There is one span to output from the data below: the lines starting at the line with "use subtle::ConstantTimeEq;" and ending at the line with "to: full permissions.". Output it exactly, ends included, nothing more.

Saved entries:
┄┄┄┄┄┄┄┄┄┄

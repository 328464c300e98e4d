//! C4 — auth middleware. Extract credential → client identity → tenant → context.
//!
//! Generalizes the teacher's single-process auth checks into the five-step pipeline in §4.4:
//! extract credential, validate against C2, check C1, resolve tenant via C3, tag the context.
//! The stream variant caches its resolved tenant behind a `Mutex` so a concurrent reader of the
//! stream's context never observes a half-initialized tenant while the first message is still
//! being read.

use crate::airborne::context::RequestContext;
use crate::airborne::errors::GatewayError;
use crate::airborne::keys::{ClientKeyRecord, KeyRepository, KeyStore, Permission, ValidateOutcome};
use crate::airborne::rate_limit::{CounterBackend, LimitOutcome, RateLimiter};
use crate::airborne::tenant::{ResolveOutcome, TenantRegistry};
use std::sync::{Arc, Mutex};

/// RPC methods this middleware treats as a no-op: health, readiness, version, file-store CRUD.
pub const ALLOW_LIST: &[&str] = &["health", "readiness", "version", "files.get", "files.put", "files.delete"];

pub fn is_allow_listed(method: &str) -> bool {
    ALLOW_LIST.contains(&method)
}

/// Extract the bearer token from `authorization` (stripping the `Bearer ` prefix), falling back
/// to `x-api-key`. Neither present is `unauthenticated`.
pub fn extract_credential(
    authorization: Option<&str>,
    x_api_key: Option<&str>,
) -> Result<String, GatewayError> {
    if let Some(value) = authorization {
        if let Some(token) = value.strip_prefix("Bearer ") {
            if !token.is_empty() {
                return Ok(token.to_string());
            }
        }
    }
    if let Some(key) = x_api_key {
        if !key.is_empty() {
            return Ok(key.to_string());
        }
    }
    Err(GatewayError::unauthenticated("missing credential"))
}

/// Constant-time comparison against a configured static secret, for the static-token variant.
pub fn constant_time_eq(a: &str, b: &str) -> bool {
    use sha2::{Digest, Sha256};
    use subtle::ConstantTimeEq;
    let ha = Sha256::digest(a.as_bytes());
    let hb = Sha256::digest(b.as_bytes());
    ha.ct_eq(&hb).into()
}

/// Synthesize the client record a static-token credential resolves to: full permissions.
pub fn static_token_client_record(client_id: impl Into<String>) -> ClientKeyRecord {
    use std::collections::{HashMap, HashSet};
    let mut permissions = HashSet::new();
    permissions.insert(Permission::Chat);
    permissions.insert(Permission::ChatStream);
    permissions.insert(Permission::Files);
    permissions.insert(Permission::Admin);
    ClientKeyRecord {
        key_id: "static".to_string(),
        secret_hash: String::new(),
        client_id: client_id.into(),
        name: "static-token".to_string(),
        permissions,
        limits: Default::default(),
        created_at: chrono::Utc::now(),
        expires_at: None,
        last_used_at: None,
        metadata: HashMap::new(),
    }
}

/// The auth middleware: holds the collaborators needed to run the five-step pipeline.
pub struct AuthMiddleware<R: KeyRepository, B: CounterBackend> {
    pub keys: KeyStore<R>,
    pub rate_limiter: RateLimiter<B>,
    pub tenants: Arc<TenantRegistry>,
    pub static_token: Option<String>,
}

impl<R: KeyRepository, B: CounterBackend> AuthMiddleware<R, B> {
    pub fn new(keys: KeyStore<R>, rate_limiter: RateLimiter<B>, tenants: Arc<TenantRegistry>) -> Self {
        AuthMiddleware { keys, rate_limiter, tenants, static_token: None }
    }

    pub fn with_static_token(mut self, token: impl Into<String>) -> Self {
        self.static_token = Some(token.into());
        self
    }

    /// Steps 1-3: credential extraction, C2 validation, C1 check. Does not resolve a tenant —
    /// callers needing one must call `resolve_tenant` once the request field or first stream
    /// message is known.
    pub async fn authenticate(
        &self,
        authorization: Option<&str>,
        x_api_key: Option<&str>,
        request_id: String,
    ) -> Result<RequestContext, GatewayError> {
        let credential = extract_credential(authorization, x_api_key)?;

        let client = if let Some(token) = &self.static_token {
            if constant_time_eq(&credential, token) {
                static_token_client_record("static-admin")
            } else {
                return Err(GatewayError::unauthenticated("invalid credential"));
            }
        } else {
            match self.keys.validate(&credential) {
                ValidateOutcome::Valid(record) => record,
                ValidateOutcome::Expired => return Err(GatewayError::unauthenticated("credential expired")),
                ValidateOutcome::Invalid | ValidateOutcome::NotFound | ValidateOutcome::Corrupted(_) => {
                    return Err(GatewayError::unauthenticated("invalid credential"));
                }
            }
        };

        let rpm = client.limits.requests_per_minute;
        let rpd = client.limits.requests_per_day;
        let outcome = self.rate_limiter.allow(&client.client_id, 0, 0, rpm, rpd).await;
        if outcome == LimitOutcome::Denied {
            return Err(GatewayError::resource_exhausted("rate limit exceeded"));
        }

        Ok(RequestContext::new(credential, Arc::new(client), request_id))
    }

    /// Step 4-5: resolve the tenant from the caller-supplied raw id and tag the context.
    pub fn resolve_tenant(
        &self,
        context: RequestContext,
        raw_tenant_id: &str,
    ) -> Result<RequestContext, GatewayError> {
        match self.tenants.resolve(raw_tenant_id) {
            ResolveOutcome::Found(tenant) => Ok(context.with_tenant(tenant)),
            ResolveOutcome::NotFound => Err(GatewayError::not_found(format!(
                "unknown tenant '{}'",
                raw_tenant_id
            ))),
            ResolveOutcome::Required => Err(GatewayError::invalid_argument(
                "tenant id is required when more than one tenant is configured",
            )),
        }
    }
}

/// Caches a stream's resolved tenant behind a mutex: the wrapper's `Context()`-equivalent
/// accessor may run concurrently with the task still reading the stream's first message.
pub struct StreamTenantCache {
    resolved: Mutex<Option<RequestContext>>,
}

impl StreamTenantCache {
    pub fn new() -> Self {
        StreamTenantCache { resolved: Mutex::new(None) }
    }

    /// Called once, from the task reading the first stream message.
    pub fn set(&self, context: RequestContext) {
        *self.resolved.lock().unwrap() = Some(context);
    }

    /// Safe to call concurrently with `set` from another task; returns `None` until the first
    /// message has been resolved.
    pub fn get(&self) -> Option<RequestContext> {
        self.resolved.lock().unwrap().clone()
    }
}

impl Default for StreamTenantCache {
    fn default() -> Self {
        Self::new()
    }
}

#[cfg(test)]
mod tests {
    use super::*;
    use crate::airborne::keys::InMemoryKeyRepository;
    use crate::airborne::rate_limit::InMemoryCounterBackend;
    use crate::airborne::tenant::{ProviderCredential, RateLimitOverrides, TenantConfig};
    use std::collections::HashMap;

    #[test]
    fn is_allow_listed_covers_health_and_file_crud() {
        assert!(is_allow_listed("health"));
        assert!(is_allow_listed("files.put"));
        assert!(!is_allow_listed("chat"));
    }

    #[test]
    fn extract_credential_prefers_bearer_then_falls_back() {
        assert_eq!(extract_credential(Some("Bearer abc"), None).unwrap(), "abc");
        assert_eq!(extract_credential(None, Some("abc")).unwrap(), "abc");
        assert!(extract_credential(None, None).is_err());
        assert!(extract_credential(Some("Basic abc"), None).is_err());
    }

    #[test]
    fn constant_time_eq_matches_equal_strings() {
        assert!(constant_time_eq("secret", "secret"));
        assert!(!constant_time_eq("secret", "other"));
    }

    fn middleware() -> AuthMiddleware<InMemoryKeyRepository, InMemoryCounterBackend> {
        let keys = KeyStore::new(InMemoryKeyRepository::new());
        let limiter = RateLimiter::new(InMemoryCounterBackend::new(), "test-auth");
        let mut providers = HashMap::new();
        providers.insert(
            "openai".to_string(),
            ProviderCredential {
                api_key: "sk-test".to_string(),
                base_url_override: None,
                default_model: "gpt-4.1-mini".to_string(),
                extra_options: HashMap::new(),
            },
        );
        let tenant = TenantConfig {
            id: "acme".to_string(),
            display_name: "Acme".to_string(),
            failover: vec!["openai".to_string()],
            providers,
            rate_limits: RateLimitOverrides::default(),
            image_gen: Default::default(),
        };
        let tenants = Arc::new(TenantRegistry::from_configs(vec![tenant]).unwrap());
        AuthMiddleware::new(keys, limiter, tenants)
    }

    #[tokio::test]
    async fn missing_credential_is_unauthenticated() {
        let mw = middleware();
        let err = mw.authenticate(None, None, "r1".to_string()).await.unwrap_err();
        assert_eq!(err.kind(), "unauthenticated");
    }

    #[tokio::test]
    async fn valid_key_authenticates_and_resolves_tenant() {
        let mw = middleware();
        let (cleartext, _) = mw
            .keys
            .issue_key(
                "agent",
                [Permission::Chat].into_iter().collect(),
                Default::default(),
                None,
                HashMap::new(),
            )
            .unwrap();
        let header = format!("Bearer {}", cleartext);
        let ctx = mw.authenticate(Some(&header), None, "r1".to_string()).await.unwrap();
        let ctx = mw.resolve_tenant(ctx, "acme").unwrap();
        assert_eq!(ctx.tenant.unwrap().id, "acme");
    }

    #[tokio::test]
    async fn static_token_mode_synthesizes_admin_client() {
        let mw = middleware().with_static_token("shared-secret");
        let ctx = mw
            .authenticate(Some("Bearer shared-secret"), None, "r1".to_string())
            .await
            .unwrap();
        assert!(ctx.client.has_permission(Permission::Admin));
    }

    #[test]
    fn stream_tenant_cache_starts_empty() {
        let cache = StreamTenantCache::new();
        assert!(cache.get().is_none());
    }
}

┄┄┄┄┄┄┄┄┄┄

**RESULT**
    use subtle::ConstantTimeEq;
    let ha = Sha256::digest(a.as_bytes());
    let hb = Sha256::digest(b.as_bytes());
    ha.ct_eq(&hb).into()
}

/// Synthesize the client record a static-token credential resolves to: full permissions.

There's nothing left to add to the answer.